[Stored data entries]
.....

/// 讲义生成 API 客户端
///
/// 封装生成接口的调用与响应校验
use futures::future::{BoxFuture, FutureExt};
use serde_json::Value;
use tracing::{debug, warn};

use crate::config::Config;
use crate::error::ApiError;
use crate::infrastructure::ApiTransport;
use crate::models::{LectureDocument, Topic};
use crate::services::{GenerateLectureRequest, GenerationService};

/// 讲义生成客户端
pub struct HttpGenerationService {
    transport: ApiTransport,
    path: String,
}

impl HttpGenerationService {
    /// 创建新的生成客户端
    pub fn new(transport: ApiTransport, config: &Config) -> Self {
        Self::with_path(transport, config.generate_path.clone())
    }

    pub fn with_path(transport: ApiTransport, path: impl Into<String>) -> Self {
        Self {
            transport,
            path: path.into(),
        }
    }

    async fn request(&self, topic: &Topic) -> Result<LectureDocument, ApiError> {
        let payload = GenerateLectureRequest {
            topic: topic.as_str().to_string(),
        };

        let response = self.transport.post_json(&self.path, &payload).await?;

        if !response.is_success() {
            warn!("生成接口返回非成功状态: {}", response.status);
            return Err(ApiError::BadStatus {
                endpoint: self.path.clone(),
                status: response.status,
            });
        }

        let body = response
            .body
            .ok_or_else(|| ApiError::invalid_payload(&self.path, "响应不是 JSON"))?;

        decode_lecture(&self.path, body)
    }
}

impl GenerationService for HttpGenerationService {
    fn generate<'a>(&'a self, topic: &'a Topic) -> BoxFuture<'a, Result<LectureDocument, ApiError>> {
        self.request(topic).boxed()
    }
}

/// 解析生成接口的响应体
///
/// 同时接受裸讲义对象和 `{ "status": "success", "data": {...} }` 包装。
/// `title` 必须是非空字符串，`slides` 必须存在且不为 null。
pub fn decode_lecture(endpoint: &str, body: Value) -> Result<LectureDocument, ApiError> {
    let lecture = unwrap_envelope(body);

    let has_title = lecture
        .get("title")
        .and_then(Value::as_str)
        .is_some_and(|t| !t.is_empty());
    if !has_title {
        return Err(ApiError::invalid_payload(endpoint, "缺少 title"));
    }

    let has_slides = lecture.get("slides").is_some_and(|s| !s.is_null());
    if !has_slides {
        return Err(ApiError::invalid_payload(endpoint, "缺少 slides"));
    }

    let document: LectureDocument = serde_json::from_value(lecture)
        .map_err(|e| ApiError::invalid_payload(endpoint, e.to_string()))?;

    debug!(
        "讲义解析完成: {} ({} 个研究任务)",
        document.title,
        document.research_tasks.len()
    );

    Ok(document)
}

fn unwrap_envelope(body: Value) -> Value {
    match body {
        Value::Object(mut map)
            if map.get("status").and_then(Value::as_str) == Some("success")
                && map.get("data").is_some_and(Value::is_object) =>
        {
            map.remove("data").unwrap_or(Value::Null)
        }
        other => other,
    }
}

#[cfg(test)]
mod tests {
    use super::*;
    use serde_json::json;

    #[test]
    fn test_decode_bare_lecture() {
        let doc = decode_lecture(
            "/g",
            json!({
                "title": "Photosynthesis",
                "slides": [{ "title": "Intro" }],
                "research_tasks": [{ "title": "Light reactions", "subtasks": ["find sources", "summarize"] }]
            }),
        )
        .unwrap();
        assert_eq!(doc.title, "Photosynthesis");
        assert_eq!(doc.research_tasks[0].subtasks.len(), 2);
    }

    #[test]
    fn test_decode_enveloped_lecture() {
        let doc = decode_lecture(
            "/g",
            json!({ "status": "success", "data": { "title": "T", "slides": {} } }),
        )
        .unwrap();
        assert_eq!(doc.title, "T");
        assert!(doc.research_tasks.is_empty());
    }

    #[test]
    fn test_decode_rejects_missing_or_empty_title() {
        for body in [
            json!({ "slides": [] }),
            json!({ "title": "", "slides": [] }),
            json!({ "title": 42, "slides": [] }),
        ] {
            assert!(matches!(
                decode_lecture("/g", body),
                Err(ApiError::InvalidPayload { .. })
            ));
        }
    }

    #[test]
    fn test_decode_rejects_missing_or_null_slides() {
        for body in [json!({ "title": "T" }), json!({ "title": "T", "slides": null })] {
            assert!(matches!(
                decode_lecture("/g", body),
                Err(ApiError::InvalidPayload { .. })
            ));
        }
    }

    #[test]
    fn test_decode_rejects_malformed_tasks() {
        let body = json!({ "title": "T", "slides": [], "research_tasks": [{ "subtasks": [] }] });
        assert!(decode_lecture("/g", body).is_err());
    }
}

.....

- _TASK GOAL_:
Faithfully reproduce all of the records, character for character.

- _ANSWER TO THE EXERCISE_:
/// 讲义生成 API 客户端
///
/// 封装生成接口的调用与响应校验
use futures::future::{BoxFuture, FutureExt};
use serde_json::Value;
use tracing::{debug, warn};

use crate::config::Config;
use crate::error::ApiError;
use crate::infrastructure::ApiTransport;
use crate::models::{LectureDocument, Topic};
use crate::services::{GenerateLectureRequest, GenerationService};

/// 讲义生成客户端
pub struct HttpGenerationService {
    transport: ApiTransport,
    path: String,
}

impl HttpGenerationService {
    /// 创建新的生成客户端
    pub fn new(transport: ApiTransport, config: &Config) -> Self {
        Self::with_path(transport, config.generate_path.clone())
    }

    pub fn with_path(transport: ApiTransport, path: impl Into<String>) -> Self {
        Self {
            transport,
            path: path.into(),
        }
    }

    async fn request(&self, topic: &Topic) -> Result<LectureDocument, ApiError> {
        let payload = GenerateLectureRequest {
            topic: topic.as_str().to_string(),
        };

        let response = self.transport.post_json(&self.path, &payload).await?;

        if !response.is_success() {
            warn!("生成接口返回非成功状态: {}", response.status);
            return Err(ApiError::BadStatus {
                endpoint: self.path.clone(),
                status: response.status,
            });
        }

        let body = response
            .body
            .ok_or_else(|| ApiError::invalid_payload(&self.path, "响应不是 JSON"))?;

        decode_lecture(&self.path, body)
    }
}

impl GenerationService for HttpGenerationService {
    fn generate<'a>(&'a self, topic: &'a Topic) -> BoxFuture<'a, Result<LectureDocument, ApiError>> {
        self.request(topic).boxed()
    }
}

/// 解析生成接口的响应体
///
/// 同时接受裸讲义对象和 `{ "status": "success", "data": {...} }` 包装。
/// `title` 必须是非空字符串，`slides` 必须存在且不为 null。
pub fn decode_lecture(endpoint: &str, body: Value) -> Result<LectureDocument, ApiError> {
    let lecture = unwrap_envelope(body);

    let has_title = lecture
        .get("title")
        .and_then(Value::as_str)
        .is_some_and(|t| !t.is_empty());
    if !has_title {
        return Err(ApiError::invalid_payload(endpoint, "缺少 title"));
    }

    let has_slides = lecture.get("slides").is_some_and(|s| !s.is_null());
    if !has_slides {
        return Err(ApiError::invalid_payload(endpoint, "缺少 slides"));
    }

    let document: LectureDocument = serde_json::from_value(lecture)
        .map_err(|e| ApiError::invalid_payload(endpoint, e.to_string()))?;

    debug!(
        "讲义解析完成: {} ({} 个研究任务)",
        document.title,
        document.research_tasks.len()
    );

    Ok(document)
}

fn unwrap_envelope(body: Value) -> Value {
    match body {
        Value::Object(mut map)
            if map.get("status").and_then(Value::as_str) == Some("success")
                && map.get("data").is_some_and(Value::is_object) =>
        {
            map.remove("data").unwrap_or(Value::Null)
        }
        other => other,
    }
}

#[cfg(test)]
mod tests {
    use super::*;
    use serde_json::json;

    #[test]
    fn test_decode_bare_lecture() {
        let doc = decode_lecture(
            "/g",
            json!({
                "title": "Photosynthesis",
                "slides": [{ "title": "Intro" }],
                "research_tasks": [{ "title": "Light reactions", "subtasks": ["find sources", "summarize"] }]
            }),
        )
        .unwrap();
        assert_eq!(doc.title, "Photosynthesis");
        assert_eq!(doc.research_tasks[0].subtasks.len(), 2);
    }

    #[test]
    fn test_decode_enveloped_lecture() {
        let doc = decode_lecture(
            "/g",
            json!({ "status": "success", "data": { "title": "T", "slides": {} } }),
        )
        .unwrap();
        assert_eq!(doc.title, "T");
        assert!(doc.research_tasks.is_empty());
    }

    #[test]
    fn test_decode_rejects_missing_or_empty_title() {
        for body in [
            json!({ "slides": [] }),
            json!({ "title": "", "slides": [] }),
            json!({ "title": 42, "slides": [] }),
        ] {
            assert!(matches!(
                decode_lecture("/g", body),
                Err(ApiError::InvalidPayload { .. })
            ));
        }
    }

    #[test]
    fn test_decode_rejects_missing_or_null_slides() {
        for body in [json!({ "title": "T" }), json!({ "title": "T", "slides": null })] {
            assert!(matches!(
                decode_lecture("/g", body),
                Err(ApiError::InvalidPayload { .. })
            ));
        }
    }

    #[test]
    fn test_decode_rejects_malformed_tasks() {
        let body = json!({ "title": "T", "slides": [], "research_tasks": [{ "subtasks": [] }] });
        assert!(decode_lecture("/g", body).is_err());
    }
}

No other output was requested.